According to the new plans: “The trend for micropubs was established in 2005 in Kent and has been growing in popularity ever since.

“There are now over 200 micropubs in the UK with The Micropub Association predicting over 800 micropubs opening by the end of 2018.

“In-keeping with the micropub ethos, there will be no electronic entertainment (sky sports, gambling machines, karaoke nights), instead the entertainment is conversations amongst fellow locals and beer enthusiasts who have travelled from around and out of the borough.”

The plans are currently being looked at by officers at the council, with no decision made yet.

Bexley continuing to push for Crossrail extension

Local Democracy Reporting Service

Crossrail workers

Bexley Council will continue to press for Crossrail to be extended through the borough despite a blow from Transport for London (TfL) this week claiming the move was “not on the agenda”.

Leader Teresa O’Neill said there is still a strong case for taking the Elizabeth line through Bexley despite TfL commissioner Mike Brown playing down the chances of the extension at City Hall this week.

Crossrail will link Abbey Wood through the capital and out as far as Reading when it eventually opens – over a year later than planned.

MPs and council leaders including Bexley’s want the delayed £15.4bn line’s south-eastern arm to be taken further from Abbey Wood, through Belvedere and Dartford and out to Ebbsfleet.

The proposed extension would play a vital role in supporting Bexley Council’s ambitious growth strategy, which plans 30,000 homes by 2050.

Extending the Elizabeth line is a “key infrastructure project”, according to the strategy, which has earmarked the north of the borough for major regeneration.

But Mr Brown said the £1.5bn add-on was not “on the agenda”, New Civil Engineer reported.

Responding to the claim, Councillor O’Neill said: “I understand that City Hall are currently focused on ensuring that Crossrail services operate on the existing line.

“However, this statement doesn’t reflect the conversation with the deputy mayor Heidi Alexander, who visited last week and she could see the tremendous opportunities that will be created by extending the line from Abbey Wood to Ebbsfleet.

“Taking the line to Ebbsfleet as originally planned will create fantastic opportunities for ‘good growth’ along the Thames."

Bexley Council plans to make the case for the "C2E" extension to be included in the Comprehensive Spending Review this autumn.

Unpaid parking fines in Bexley top £1.7m

Local Democracy Reporting Service

Hundreds of thousands of pounds in parking tickets remain outstanding in Bexley, it has been revealed.

Bexley Council is waiting for nearly 13,000 parking tickets to be paid, with an outstanding bill being racked up of over £1.7m.

According to a request under the Freedom of Information act, there are still tickets dating back to 2015 which have not been paid.

So far this year, 8,131 fines remain outstanding, meaning the council is waiting for £969,993 to be coughed up by offending drivers.

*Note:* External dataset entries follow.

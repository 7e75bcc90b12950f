//! In-memory cache backend

mod backend;
mod sweeper;
mod table;

pub use backend::{MemoryBackend, MemoryBuilder, MemoryConfig};
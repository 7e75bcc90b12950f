use kitcache::prelude::*;
use std::time::Duration;

#[tokio::main]
async fn main() -> std::result::Result<(), Box<dyn std::error::Error>> {
    let redis_url =
        std::env::var("REDIS_URL").unwrap_or_else(|_| "redis://127.0.0.1:6379/0".to_string());

    println!("Connecting to Redis at {redis_url}");

    let options = vec![
        with_connection_string(redis_url),
        with_timeout(Duration::from_secs(3)),
        with_max_retry(1),
    ];

    // Construction probes the server and fails fast if it is unreachable
    match RedisBackend::new(options).await {
        Ok(cache) => {
            println!("Connected ({})", cache.topology());

            cache.set("demo", "hello", "world", Duration::from_secs(300)).await?;
            println!("Got: {}", cache.get_key("demo", "hello").await?);

            cache.remove_key("demo", "hello").await?;
            match cache.get_key("demo", "hello").await {
                Err(CacheError::NotFound) => println!("hello removed"),
                other => println!("unexpected: {other:?}"),
            }
        }
        Err(err) => {
            println!("Could not connect to Redis: {err}");
            println!("Start one with: docker run -p 6379:6379 redis");
        }
    }

    Ok(())
}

The council is still waiting on £723k from 2017/18, and £73k from 2016/17, according to the FOI request.

The car park where most fines have been issued has remained the same every year since 2015.

Oaklands Road, in Bexleyheath, has seen an accumulated 2,822 fines handed out to drivers in the last three years.

There are 19 council-operated car parks in the borough, the most expensive of which charges £8.30 for 24 hours.

Councils across England made £871.5 million in profits from parking in 2017/18, the highest amount since records began.